» MATERIAL FOR THIS TASK
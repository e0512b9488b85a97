use dioxus::prelude::*;

/// Raw event carried by dropdown change notifications.
pub type SelectEvent = Event<MouseData>;

#[derive(Clone, PartialEq)]
pub struct DropdownOption {
    pub key: String,
    pub value: String,
    pub node: Element,
}

/// Labeled option list. Reports `(event, index, value)` when an option is
/// clicked, unless disabled.
#[component]
pub fn Dropdown(
    options: Vec<DropdownOption>,
    on_change: Callback<(SelectEvent, usize, String), ()>,
    #[props(default)] value: String,
    #[props(default)] disabled: bool,
    #[props(default)] label: String,
    #[props(default)] hint: String,
    #[props(default)] error: String,
) -> Element {
    let disabled_attr = disabled.then_some("true");
    let error_class = if error.is_empty() { "" } else { "has-error" };
    rsx! {
        div { class: "dropdown {error_class}", "aria-disabled": disabled_attr,
            if !label.is_empty() {
                label { class: "dropdown-label", "{label}" }
            }
            div { class: "dropdown-options", role: "listbox",
                {
                    options
                        .into_iter()
                        .enumerate()
                        .map(move |(index, o)| {
                            let DropdownOption { key, value: option_value, node } = o;
                            let selected = !value.is_empty() && option_value == value;
                            let selected_attr = selected.then_some("true");
                            let data_value = option_value.clone();
                            rsx! {
                                div {
                                    key: "{key}",
                                    class: "dropdown-option",
                                    role: "option",
                                    "data-value": "{data_value}",
                                    "aria-selected": selected_attr,
                                    onclick: move |e| {
                                        if disabled {
                                            return;
                                        }
                                        on_change((e, index, option_value.clone()))
                                    },
                                    {node}
                                }
                            }
                        })
                }
            }
            if !hint.is_empty() {
                div { class: "dropdown-hint", "{hint}" }
            }
            if !error.is_empty() {
                div { class: "dropdown-error", "{error}" }
            }
        }
    }
}
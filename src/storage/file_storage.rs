use std::{io::ErrorKind, path::PathBuf};

use anyhow::{Context, Result};
use serde::{Serialize, de::DeserializeOwned};
use tokio::fs;

use crate::{AccountCollection, AppSettings};

pub struct FileStorage {
    base: PathBuf,
}

impl FileStorage {
    pub fn new(base: impl Into<PathBuf>) -> Self {
        Self { base: base.into() }
    }

    fn settings_path(&self) -> PathBuf {
        self.base.join("settings.json")
    }

    fn accounts_path(&self) -> PathBuf {
        self.base.join("accounts.json")
    }
}

async fn write_json<T: Serialize>(path: PathBuf, value: &T) -> Result<()> {
    let json = serde_json::to_string_pretty(value)?;
    fs::write(&path, json)
        .await
        .with_context(|| format!("writing {}", path.display()))?;
    Ok(())
}

async fn read_json<T: DeserializeOwned>(path: PathBuf) -> Result<Option<T>> {
    match fs::read_to_string(&path).await {
        Ok(data) => {
            let value = serde_json::from_str(&data)
                .with_context(|| format!("parsing {}", path.display()))?;
            Ok(Some(value))
        }
        Err(e) if e.kind() == ErrorKind::NotFound => Ok(None),
        Err(e) => Err(e).with_context(|| format!("reading {}", path.display())),
    }
}

#[async_trait::async_trait(?Send)]
impl super::Storage for FileStorage {
    async fn save_settings(&self, settings: &AppSettings) -> Result<()> {
        write_json(self.settings_path(), settings).await
    }

    async fn load_settings(&self) -> Result<Option<AppSettings>> {
        read_json(self.settings_path()).await
    }

    async fn save_accounts(&self, accounts: &AccountCollection) -> Result<()> {
        write_json(self.accounts_path(), accounts).await
    }

    async fn load_accounts(&self) -> Result<Option<AccountCollection>> {
        read_json(self.accounts_path()).await
    }
}
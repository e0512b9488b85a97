//! User interface components.
//!
//! [`AccountSelect`] and its collaborators are reusable; `home` and `docs` are
//! the pages of the bundled app.

pub mod account_select; // Account dropdown
pub mod docs;           // Implementors page (public for routing)
pub mod dropdown;       // Generic option list
pub mod home;           // Landing page (public for routing)
pub mod identity_icon;  // Address glyphs

pub use account_select::AccountSelect;
pub use dropdown::{Dropdown, DropdownOption, SelectEvent};
pub use identity_icon::IdentityIcon;
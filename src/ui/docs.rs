use std::sync::Arc;

use dioxus::prelude::*;

use crate::{Route, docindex::ImplementorsIndex};

/// Implementors of `module`, rendered from their generated HTML fragments.
#[component]
pub fn Docs(module: String) -> Element {
    let index = consume_context::<Arc<ImplementorsIndex>>();
    let fragments = index.implementors(&module).to_vec();
    let others: Vec<String> = index
        .modules()
        .filter(|m| *m != module)
        .map(str::to_string)
        .collect();

    rsx! {
        div { style: "padding: 1rem;",
            h3 { "Implementors in {module}" }
            if fragments.is_empty() {
                p { "No implementors registered." }
            } else {
                ul { class: "implementors",
                    for (i, fragment) in fragments.into_iter().enumerate() {
                        li { key: "{i}", dangerous_inner_html: fragment }
                    }
                }
            }
            if !others.is_empty() {
                h4 { "Other modules" }
                ul {
                    for m in others {
                        li { key: "{m}",
                            Link { to: Route::Docs { module: m.clone() }, "{m}" }
                        }
                    }
                }
            }
            Link { to: Route::Home {}, "Back" }
        }
    }
}
use accountsel::{
    Account, AccountCollection,
    ui::{AccountSelect, IdentityIcon, SelectEvent},
};
use dioxus::prelude::*;

#[component]
fn Harness(
    accounts: AccountCollection,
    value: String,
    disabled: bool,
    hint: String,
    error: String,
) -> Element {
    rsx! {
        AccountSelect {
            accounts,
            value,
            disabled,
            label: "Account".to_string(),
            hint,
            error,
            on_change: move |_change: (SelectEvent, String)| {},
        }
    }
}

fn render(props: HarnessProps) -> String {
    let mut dom = VirtualDom::new_with_props(Harness, props);
    dom.rebuild_in_place();
    dioxus_ssr::render(&dom)
}

fn props(accounts: &[Account], value: &str) -> HarnessProps {
    HarnessProps {
        accounts: accounts
            .iter()
            .map(|a| (a.address.clone(), a.clone()))
            .collect(),
        value: value.to_string(),
        disabled: false,
        hint: String::new(),
        error: String::new(),
    }
}

struct RenderedOption {
    tag: String,
    label: String,
}

impl RenderedOption {
    fn has_value(&self, address: &str) -> bool {
        self.tag.contains(&format!(r#"data-value="{address}""#))
    }

    fn is_selected(&self) -> bool {
        self.tag.contains(r#"aria-selected="true""#)
    }
}

/// Opening tag of every option, paired with the account name rendered inside it.
fn rendered_options(html: &str) -> Vec<RenderedOption> {
    let mut out: Vec<RenderedOption> = Vec::new();
    for piece in html.split('<') {
        let (tag, text) = piece.split_once('>').unwrap_or((piece, ""));
        if tag.starts_with("div") && tag.contains(r#"class="dropdown-option""#) {
            out.push(RenderedOption {
                tag: tag.to_string(),
                label: String::new(),
            });
        } else if tag.starts_with("span") && tag.contains(r#"class="account-name""#) {
            if let Some(last) = out.last_mut() {
                last.label = text.to_string();
            }
        }
    }
    out
}

fn find<'a>(options: &'a [RenderedOption], address: &str) -> &'a RenderedOption {
    options
        .iter()
        .find(|o| o.has_value(address))
        .unwrap_or_else(|| panic!("no option for {address}"))
}

#[test]
fn named_and_unnamed_accounts_with_selection() {
    let html = render(props(
        &[Account::named("0xAAA", "Alice"), Account::new("0xBBB")],
        "0xAAA",
    ));
    let options = rendered_options(&html);
    assert_eq!(options.len(), 2);

    let alice = find(&options, "0xAAA");
    assert_eq!(alice.label, "Alice");
    assert!(alice.is_selected());

    let unnamed = find(&options, "0xBBB");
    assert_eq!(unnamed.label, "Unnamed");
    assert!(!unnamed.is_selected());
}

#[test]
fn empty_collection_renders_no_options() {
    let html = render(props(&[], ""));
    assert!(rendered_options(&html).is_empty());
    assert!(html.contains("Account"));
}

#[test]
fn option_count_matches_collection() {
    let accounts: Vec<Account> = (0..7)
        .map(|i| Account::named(format!("0x{i:040x}"), format!("Account {i}")))
        .collect();
    let html = render(props(&accounts, ""));
    let options = rendered_options(&html);
    assert_eq!(options.len(), 7);
    assert!(options.iter().all(|o| !o.is_selected()));
    for account in &accounts {
        assert_eq!(find(&options, &account.address).label, account.display_name());
    }
}

#[test]
fn names_are_shown_verbatim() {
    let html = render(props(
        &[Account::named("0xAAA", "  Alice "), Account::named("0xCCC", "")],
        "",
    ));
    let options = rendered_options(&html);
    assert_eq!(find(&options, "0xAAA").label, "  Alice ");
    assert_eq!(find(&options, "0xCCC").label, "Unnamed");
}

#[test]
fn disabled_reaches_the_dropdown_and_keeps_options() {
    let accounts = [Account::named("0xAAA", "Alice"), Account::new("0xBBB")];

    let enabled = render(props(&accounts, ""));
    assert!(!enabled.contains("aria-disabled"));

    let disabled = render(HarnessProps {
        disabled: true,
        ..props(&accounts, "")
    });
    assert!(disabled.contains(r#"aria-disabled="true""#));
    assert_eq!(rendered_options(&disabled).len(), 2);
}

#[test]
fn unknown_selection_highlights_nothing() {
    let html = render(props(&[Account::named("0xAAA", "Alice")], "0xFFF"));
    let options = rendered_options(&html);
    assert_eq!(options.len(), 1);
    assert!(!options[0].is_selected());
}

#[test]
fn hint_and_error_are_passed_through() {
    let html = render(HarnessProps {
        hint: "Pick one".to_string(),
        error: "Account locked".to_string(),
        ..props(&[Account::new("0xAAA")], "")
    });
    assert!(html.contains("Pick one"));
    assert!(html.contains("dropdown-error"));
    assert!(html.contains("Account locked"));

    let html = render(props(&[Account::new("0xAAA")], ""));
    assert!(!html.contains("dropdown-error"));
    assert!(!html.contains("dropdown-hint"));
}

#[component]
fn IconHarness(address: String) -> Element {
    rsx! {
        IdentityIcon { address, inline: true, center: true }
    }
}

#[test]
fn identity_icon_is_stable_per_address() {
    let draw = |address: &str| {
        let mut dom = VirtualDom::new_with_props(
            IconHarness,
            IconHarnessProps {
                address: address.to_string(),
            },
        );
        dom.rebuild_in_place();
        dioxus_ssr::render(&dom)
    };
    let first = draw("0xAAA");
    assert!(first.starts_with("<svg"));
    assert!(first.contains("inline-block"));
    assert!(first.contains("vertical-align: middle"));
    assert_eq!(first, draw("0xAAA"));
    assert_ne!(first, draw("0xBBB"));
}
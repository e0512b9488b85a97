use dioxus::{
    logger::tracing::{Level, info},
    prelude::*,
};

use accountsel::{App, docindex::ImplementorsRegistry};

const IMPLEMENTORS: &str = include_str!("../assets/implementors.json");

fn main() -> anyhow::Result<()> {
    dioxus::logger::init(Level::INFO)?;

    let mut registry = ImplementorsRegistry::new();
    registry.register_json(IMPLEMENTORS)?;
    registry.subscribe(|index| {
        for module in index.modules() {
            info!("{module}: {} implementors", index.implementors(module).len());
        }
    });
    let index = registry.ready()?;

    LaunchBuilder::new().with_context(index).launch(App);
    Ok(())
}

» YOUR GOAL
The response should hold exactly the lines starting at the line with "User interface components." and ending at the line with "let index = consume_context::<Arc<ImplementorsIndex>>();", and no other line of the material above.

» REPLY
//! User interface components.
//!
//! [`AccountSelect`] and its collaborators are reusable; `home` and `docs` are
//! the pages of the bundled app.

pub mod account_select; // Account dropdown
pub mod docs;           // Implementors page (public for routing)
pub mod dropdown;       // Generic option list
pub mod home;           // Landing page (public for routing)
pub mod identity_icon;  // Address glyphs

pub use account_select::AccountSelect;
pub use dropdown::{Dropdown, DropdownOption, SelectEvent};
pub use identity_icon::IdentityIcon;
filename src/ui/docs.rs
use std::sync::Arc;

use dioxus::prelude::*;

use crate::{Route, docindex::ImplementorsIndex};

/// Implementors of `module`, rendered from their generated HTML fragments.
#[component]
pub fn Docs(module: String) -> Element {
    let index = consume_context::<Arc<ImplementorsIndex>>();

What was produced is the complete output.